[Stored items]
====

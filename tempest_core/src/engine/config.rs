use serde::{Deserialize, Serialize};

/// Search knobs. Every field has a default so a partial JSON document only
/// overrides what it names.
#[derive(Debug, Clone, Serialize, Deserialize)]
#[serde(default)]
pub struct SearchConfig {
    /// Adopt the position's side to move as the bot's color; when off, a
    /// mismatched position yields a null result instead.
    pub follow_turn: bool,
    /// How many top-scored drops survive into the searched move list.
    pub placement_sample: usize,
    pub iterative_deepening: bool,
    pub use_aspiration: bool,
    /// Half-width of the aspiration window, in centipawns.
    pub aspiration_window_base: i32,
    /// Transposition table size as a power of two.
    pub tt_size_pow: u32,
}

impl Default for SearchConfig {
    fn default() -> Self {
        Self {
            follow_turn: true,
            placement_sample: 5,
            iterative_deepening: false,
            use_aspiration: false,
            aspiration_window_base: 50,
            tt_size_pow: 18,
        }
    }
}

impl SearchConfig {
    pub fn load_from_json(json_str: &str) -> Result<Self, serde_json::Error> {
        serde_json::from_str(json_str)
    }
}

====

## EXERCISE PROMPT
Please give again the lines above between the line holding "#[derive(Debug, Clone, Serialize, Deserialize)]" and the line holding "searched move list.", inclusive, exactly as they are and with nothing added.

## RESULT FOR THIS EXERCISE
#[derive(Debug, Clone, Serialize, Deserialize)]
#[serde(default)]
pub struct SearchConfig {
    /// Adopt the position's side to move as the bot's color; when off, a
    /// mismatched position yields a null result instead.
    pub follow_turn: bool,
    /// How many top-scored drops survive into the searched move list.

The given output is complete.